My sister is an RN at a busy hospital in Houston, but she works in a surgical unit, and all elective surguries have been put off until further notice by the Governor of Texas. So, there is very little going on in her unit. She was sent home without pay for now.

She has a ton of seniority, so the hospital is finding things for her to do for one or two days a week That keeps all her benefits active. She is also fortunate that she is probably amoung the highest paid nurses in Houston, due to her experience and the nature of her work. So, she'll be fine. She's not used to being at home for days on end.

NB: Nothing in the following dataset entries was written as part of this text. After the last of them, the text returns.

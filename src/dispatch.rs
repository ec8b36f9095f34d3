//! Inbound frame dispatcher.
//!
//! Runs on the receive task for every frame the HDLC decoder completes:
//!
//! 1. Overflowed frames are dropped.
//! 2. Frames on other addresses go to the non-B2B handler for that address.
//! 3. B2B packets shorter than a header, or whose header fails validation,
//!    are dropped.
//! 4. Responses are offered to the correlator synchronously, before the
//!    next byte is read.
//! 5. Requests are handed to their registered handler on a spawned task.
//!
//! Nothing is ever sent back for a dropped frame; the peer's own timeout
//! and retry cover it.

use std::sync::Arc;

use bytes::Bytes;
use tokio::sync::Semaphore;

use crate::correlator::Correlator;
use crate::handler::{HandlerRegistry, RequestContext};
use crate::message::Messenger;
use crate::protocol::{PacketHeader, RxFrame, B2B_HDLC_ADDR, HEADER_SIZE};

/// What became of a received frame.
#[derive(Debug, Clone, Copy, PartialEq, Eq)]
pub enum Disposition {
    /// Frame did not fit in the receive buffer.
    Overflow,
    /// Non-B2B frame handed to its address handler.
    NonB2b,
    /// Non-B2B frame with no handler, or no handler capacity.
    NonB2bDropped,
    /// B2B frame shorter than a packet header.
    TooShort,
    /// Version or length check failed.
    InvalidHeader,
    /// Response matched the armed exchange.
    ResponseDelivered,
    /// Response nobody was waiting for.
    ResponseDropped,
    /// Request handed to its handler.
    RequestDispatched,
    /// Request with no handler, or no handler capacity.
    RequestDropped,
}

/// Routes completed frames to the correlator or to request handlers.
pub struct Dispatcher {
    correlator: Arc<Correlator>,
    registry: Arc<HandlerRegistry>,
    messenger: Messenger,
    semaphore: Arc<Semaphore>,
}

impl Dispatcher {
    /// Create a dispatcher running at most `max_concurrent_handlers`
    /// handlers at once.
    pub fn new(
        messenger: Messenger,
        registry: Arc<HandlerRegistry>,
        max_concurrent_handlers: usize,
    ) -> Self {
        Self {
            correlator: messenger.correlator().clone(),
            registry,
            messenger,
            semaphore: Arc::new(Semaphore::new(max_concurrent_handlers)),
        }
    }

    /// Handle one completed frame.
    ///
    /// Must be called from within a tokio runtime; request handlers are
    /// spawned onto it.
    pub fn handle_frame(&self, frame: RxFrame) -> Disposition {
        if frame.overflow {
            tracing::error!("B2B HDLC frame overflow detected");
            return Disposition::Overflow;
        }

        if frame.address != B2B_HDLC_ADDR {
            return self.handle_non_b2b(frame);
        }

        if frame.data.len() < HEADER_SIZE {
            tracing::warn!(
                "B2B packet smaller than header detected: {} bytes",
                frame.data.len()
            );
            return Disposition::TooShort;
        }

        let Some(header) = PacketHeader::decode(&frame.data) else {
            return Disposition::TooShort;
        };

        if let Err(e) = header.validate(frame.data.len()) {
            tracing::warn!("B2B invalid header detected: {}", e);
            return Disposition::InvalidHeader;
        }

        let body = frame.data.slice(HEADER_SIZE..);

        if header.is_response() {
            if self.correlator.deliver_response(&header, &body) {
                Disposition::ResponseDelivered
            } else {
                Disposition::ResponseDropped
            }
        } else {
            self.handle_request(header, body)
        }
    }

    fn handle_request(&self, header: PacketHeader, body: Bytes) -> Disposition {
        tracing::debug!(
            "B2B got request {} handle {}",
            header.message_type,
            header.handle
        );

        if !self.registry.has_handler(header.message_type) {
            tracing::warn!("B2B drop unhandled type {}", header.message_type);
            return Disposition::RequestDropped;
        }

        let permit = match self.semaphore.clone().try_acquire_owned() {
            Ok(p) => p,
            Err(_) => {
                tracing::warn!(
                    "Handler capacity reached, dropping request type {} handle {}",
                    header.message_type,
                    header.handle
                );
                return Disposition::RequestDropped;
            }
        };

        let ctx = RequestContext::with_messenger(header, self.messenger.clone());
        let registry = self.registry.clone();
        let message_type = header.message_type;

        tokio::spawn(async move {
            let _permit = permit;

            if let Err(e) = registry.dispatch(message_type, body, ctx).await {
                tracing::error!("Handler error for message type {}: {}", message_type, e);
            }
        });

        Disposition::RequestDispatched
    }

    fn handle_non_b2b(&self, frame: RxFrame) -> Disposition {
        let address = frame.address;
        tracing::debug!("B2B got non-B2B data on address {}", address);

        if !self.registry.has_non_b2b_handler(address) {
            tracing::warn!("No handler for HDLC address {}, dropping frame", address);
            return Disposition::NonB2bDropped;
        }

        let permit = match self.semaphore.clone().try_acquire_owned() {
            Ok(p) => p,
            Err(_) => {
                tracing::warn!(
                    "Handler capacity reached, dropping frame on address {}",
                    address
                );
                return Disposition::NonB2bDropped;
            }
        };

        let ctx = RequestContext::non_b2b(address, Some(self.messenger.clone()));
        let registry = self.registry.clone();

        tokio::spawn(async move {
            let _permit = permit;

            if let Err(e) = registry.dispatch_non_b2b(address, frame.data, ctx).await {
                tracing::error!("Handler error for address {}: {}", address, e);
            }
        });

        Disposition::NonB2b
    }

    /// Handlers that may still be started.
    pub fn available_handlers(&self) -> usize {
        self.semaphore.available_permits()
    }
}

Some of her peers are younger, and have kids at home. They need the money to get by.

CD
 
My sister is an RN at a busy hospital in Houston, but she works in a surgical unit, and all elective surguries have been put off until further notice by the Governor of Texas. So, there is very little going on in her unit. She was sent home without pay for now.

She has a ton of seniority, so the hospital is finding things for her to do for one or two days a week That keeps all her benefits active. She is also fortunate that she is probably amoung the highest paid nurses in Houston, due to her experience and the nature of her work. So, she'll be fine. She's not used to being at home for days on end.

Some of her peers are younger, and have kids at home. They need the money to get by.

CD
It is weird. We went to our doctor's surgery this morning to pick up a prescription. Apparently, dispensing prescriptions is all thats keeping them busy. Where have all the sick folks gone?